◆ DESCRIPTION OF THE TASK
All lines in the records below that hold "ELLIPSIS" are to be shown.

◆ RECORDS PROVIDED
//! Classification of fixed-width payroll lines and extraction of their fields.
//!
//! Every line carries a one character marker in its first column: `A` opens
//! a company block, `B` describes one employee of the most recent company,
//! and anything else is ignored. Offsets below are character positions in
//! the trimmed line, end-exclusive.

use std::ops::Range;

use once_cell::sync::Lazy;
use regex::Regex;

use crate::model::EmployeeRecord;

pub const HEADER_MARKER: char = 'A';
pub const DETAIL_MARKER: char = 'B';

/// Identifier segment of a header line; the name heuristic runs on what follows.
pub const COMPANY_ID: Range<usize> = 1..10;

pub const SSN: Range<usize> = 1..10;
pub const FULL_NAME: Range<usize> = 10..40;
pub const ADDRESS: Range<usize> = 40..58;
pub const CITY: Range<usize> = 58..76;
pub const STATE: Range<usize> = 76..78;
pub const ZIP_CODE: Range<usize> = 78..83;
// 83..87 is unused in the layout.
pub const DATE_HIRED: Range<usize> = 87..93;

/// First digit run followed by letters, taken as the start of the street
/// address that trails the company name.
static ADDRESS_START: Lazy<Regex> =
    Lazy::new(|| Regex::new(r"\d+\s*[A-Za-z]+").expect("address pattern is valid"));

/// Company header as read from an `A` line, before sanitisation.
#[derive(Debug, Clone, PartialEq, Eq)]
pub struct CompanyHeader {
    pub company_id: String,
    pub raw_name: String,
}

/// Result of classifying a single input line.
#[derive(Debug, Clone, PartialEq, Eq)]
pub enum PayrollLine {
    Blank,
    Header(CompanyHeader),
    Detail(EmployeeRecord),
    /// Any line whose marker is neither `A` nor `B`.
    Ignored(char),
}

/// Classifies `line` and extracts its fields. `source_file` is the base name
/// recorded on detail records.
pub fn classify_line(line: &str, source_file: &str) -> PayrollLine {
    let line = line.trim();
    match line.chars().next() {
        None => PayrollLine::Blank,
        Some(HEADER_MARKER) => PayrollLine::Header(parse_header(line)),
        Some(DETAIL_MARKER) => PayrollLine::Detail(parse_detail(line, source_file)),
        Some(other) => PayrollLine::Ignored(other),
    }
}

/// Reads the identifier and the raw company name from a header line.
pub fn parse_header(line: &str) -> CompanyHeader {
    let remainder: String = line.chars().skip(COMPANY_ID.end).collect();
    CompanyHeader {
        company_id: field(line, COMPANY_ID),
        raw_name: extract_company_name(&remainder),
    }
}

/// Splits the company name off the text following the header identifier.
///
/// Header lines run the company name straight into its street address, so
/// the name is taken to end where the first `<digits><letters>` sequence
/// begins (`"ACME CORP 12 MAIN ST"` yields `"ACME CORP"`). This is a
/// heuristic: a name that itself contains such a sequence (`"3M COMPANY"`)
/// is cut short. Without any match the whole remainder is the name.
pub fn extract_company_name(remainder: &str) -> String {
    match ADDRESS_START.find(remainder) {
        Some(found) => remainder[..found.start()].trim().to_string(),
        None => remainder.trim().to_string(),
    }
}

/// Slices the employee fields out of a detail line.
pub fn parse_detail(line: &str, source_file: &str) -> EmployeeRecord {
    EmployeeRecord {
        ssn: field(line, SSN),
        full_name: field(line, FULL_NAME),
        address: field(line, ADDRESS),
        city: field(line, CITY),
        state: field(line, STATE),
        zip_code: field(line, ZIP_CODE),
        date_hired: field(line, DATE_HIRED),
        original_file: source_file.to_string(),
    }
}

/// Returns the trimmed characters of `line` within `range`, clamped to the
/// line length.
fn field(line: &str, range: Range<usize>) -> String {
    let text: String = line
        .chars()
        .skip(range.start)
        .take(range.end.saturating_sub(range.start))
        .collect();
    text.trim().to_string()
}
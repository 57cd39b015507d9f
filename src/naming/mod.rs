//! Turns raw company names into names Excel accepts as sheet titles.

/// Excel refuses sheet names longer than this many characters.
pub const MAX_SHEET_NAME_LEN: usize = 31;
/// Length kept from an over-long name before [`ELLIPSIS`] is appended.
pub const TRUNCATED_NAME_LEN: usize = 28;
pub const ELLIPSIS: &str = "...";
/// Characters Excel forbids in sheet names.
pub const FORBIDDEN_CHARS: [char; 7] = ['\\', '/', '?', '*', '[', ']', ':'];

const PLACEHOLDER_PREFIX: &str = "Company_Without_Name_";

/// Resolves the sheet-safe company name for a header.
///
/// `known_companies` is the number of groups created so far in the run; it
/// numbers the placeholder used when nothing survives sanitisation. Two
/// headers that clean up to the same text resolve to the same name and so
/// share a sheet.
pub fn resolve_company_name(raw: &str, known_companies: usize) -> String {
    let cleaned = sanitize(raw);
    let name = if cleaned.is_empty() {
        format!("{PLACEHOLDER_PREFIX}{}", known_companies + 1)
    } else {
        cleaned
    };
    truncate(name)
}

/// Removes the forbidden characters and trims surrounding whitespace.
pub fn sanitize(raw: &str) -> String {
    raw.chars()
        .filter(|ch| !FORBIDDEN_CHARS.contains(ch))
        .collect::<String>()
        .trim()
        .to_string()
}

fn truncate(name: String) -> String {
    if name.chars().count() <= MAX_SHEET_NAME_LEN {
        return name;
    }
    let mut short: String = name.chars().take(TRUNCATED_NAME_LEN).collect();
    short.push_str(ELLIPSIS);
    short
}
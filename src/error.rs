use std::path::PathBuf;

use thiserror::Error;

/// Convenient alias for fallible results returned throughout the crate.
pub type Result<T> = std::result::Result<T, PayrollError>;

/// Error type covering the failures that abort a run. Per-line and per-file
/// problems are logged and skipped instead of surfacing here.
#[derive(Debug, Error)]
pub enum PayrollError {
    /// Wrapper for IO failures such as reading or writing files.
    #[error("I/O error: {0}")]
    Io(#[from] std::io::Error),

    /// Raised when the run report cannot be serialised.
    #[error("JSON error: {0}")]
    Json(#[from] serde_json::Error),

    /// Errors bubbled up from the Excel writer implementation.
    #[error("Excel write error: {0}")]
    ExcelWrite(#[from] rust_xlsxwriter::XlsxError),

    /// Errors bubbled up from the Excel reader implementation.
    #[error("Excel read error: {0}")]
    ExcelRead(#[from] calamine::XlsxError),

    /// Raised when the directory holding the payroll files cannot be listed.
    #[error("cannot scan input directory {path}: {source}")]
    InputDirectory {
        path: PathBuf,
        #[source]
        source: std::io::Error,
    },

    /// Raised when no company has any employee, so there is nothing to write.
    #[error("no employee records found; workbook not written")]
    NoEmployees,

    /// Raised when a workbook read back from disk is not shaped as expected.
    #[error("invalid workbook structure: {0}")]
    InvalidWorkbook(String),

    /// Raised when the tracing subscriber fails to initialise.
    #[error("failed to initialise logging: {0}")]
    Logging(String),
}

◆ RESULT FOR THIS EXERCISE
/// Length kept from an over-long name before [`ELLIPSIS`] is appended.
pub const ELLIPSIS: &str = "...";
    short.push_str(ELLIPSIS);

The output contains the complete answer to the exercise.